Though not made in the US, RIFIFI is possibly the greatest byproduct of the Hollywood blacklist. Exiled to France, American director Jules Dassin landed his first film in five years (after a string of gritty late 1940s noirs) when Jean-Pierre Melville gave him the script for the film. The plot is classically Melville: an old crook... honor among thieves... one last score... etc., etc. In many ways Dassin likely empathized with the main character of RIFIFI: an aging professional, suddenly irrelevant and in surroundings he can't control, with a crew he does not know, just hoping he can still pull it off. Today the film is most famous for the riveting heist sequence, a gorgeous and tense half-hour spent breaking into a jewelry store in total silence, the hushed robbers agonizing over the slightest sounds they make. Complications arise (don't they always?) and our man finds himself embroiled in the underworld intrigues of nightclub owners, junkies, and the woman he loved before he went to prison. Will he make it to the end? There is a likely apocryphal story surrounding RIFIFI, from Jules Dassin's screening of the first cut for critic André Bazin. When the lights came up in the theater, Bazin supposedly said to Dassin: "Hitchcock makes the same film over and over, and he is Hitchcock. Keep making this film, Jules, and you'll be Dassin." (1955, 122 min, Digital Projection) [Liam Neff]

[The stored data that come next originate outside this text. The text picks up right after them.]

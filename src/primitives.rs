//! Interest primitives shared by every calculator
//!
//! Rates are annual percentages (7.0 for 7%), as entered on the forms.

/// Future value of a single deposit with periodic compounding.
///
/// `P × (1 + r/n)^(n×t)`. `n × t` may be fractional (a quarter-year FD
/// compounded monthly runs three periods).
pub fn compound_interest(
    principal: f64,
    annual_rate_pct: f64,
    years: f64,
    periods_per_year: u32,
) -> f64 {
    let n = periods_per_year as f64;
    let periodic_rate = annual_rate_pct / 100.0 / n;
    principal * (1.0 + periodic_rate).powf(n * years)
}

/// Future value of equal monthly installments paid at the start of each month.
///
/// `P × [((1+i)^m − 1) / i] × (1+i)` with `i = r/12`. A zero rate leaves
/// just the sum of installments.
pub fn periodic_annuity(installment: f64, annual_rate_pct: f64, installments: u32) -> f64 {
    let i = annual_rate_pct / 100.0 / 12.0;
    let m = installments as f64;

    if i.abs() < 1e-12 {
        return installment * m;
    }

    installment * (((1.0 + i).powf(m) - 1.0) / i) * (1.0 + i)
}

/// Annualised growth rate (percent) that turns `principal` into `maturity` over `years`
pub fn effective_annual_rate(principal: f64, maturity: f64, years: f64) -> f64 {
    if principal <= 0.0 || years <= 0.0 {
        return 0.0;
    }
    ((maturity / principal).powf(1.0 / years) - 1.0) * 100.0
}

Kelly Reichardt’s FIRST COW (US)
Block Cinema (Northwestern University) — Saturday, 1pm (Free Admission)
Kelly Reichardt’s FIRST COW begins with a poignant quote from William Blake: “The bird a nest, the spider a web, man friendship.” Based on a novel by Reichardt’s frequent writing collaborator, Jonathan Raymond, FIRST COW is a gorgeously crafted masterpiece about the importance of friendship to the human condition. In early 19th century Oregon Country, Otis “Cookie” Figowitz (John Magaro), a survivalist and chef, meets King-Lu (Orion Lee), a Chinese immigrant on the run; they begin to reside together at King-Lu’s shack on the outskirts of a settlement. Conversations about Cookie’s baking leads them to steal milk from the region’s first cow, owned by a wealthy Englishman (Toby Jones). The biscuits they make with the milk become quite popular at the local market, gaining them a bit of cash, but their growing reliance on–and fondness for–the cow ends in tragedy. It’s an unassuming story but meticulously told and with beautifully achieved, overarching themes. Stunning cinematography of nature and heartbreaking performances drive the film; Magaro and Lee are both excellent, especially in scenes that feature Cookie and King-Lu’s thoughtful conversations about their pasts and ambitions. Likewise, even characters that only appear for a scene feel completely realized. At times exceedingly slow paced, FIRST COW is itself about time, both its passage and what remains when we’re gone. Widely released around the beginning of the COVID-19 pandemic, it’s difficult not to feel particularly moved by a story of two people supporting each other with such kindness when they need it most. It’s also an interesting commentary on U.S. history, quietly yet firmly critiquing American ideals of ownership, capitalism, and manifest destiny; like many of Reichardt’s films, it’s a sweet, small tale with profound implications. (Notably, FIRST COW was consistently the highest ranked film amongst Cine-File contributors’ best of 2020 lists.) (2020, 122 min, DCP Digital) [Megan Fariello]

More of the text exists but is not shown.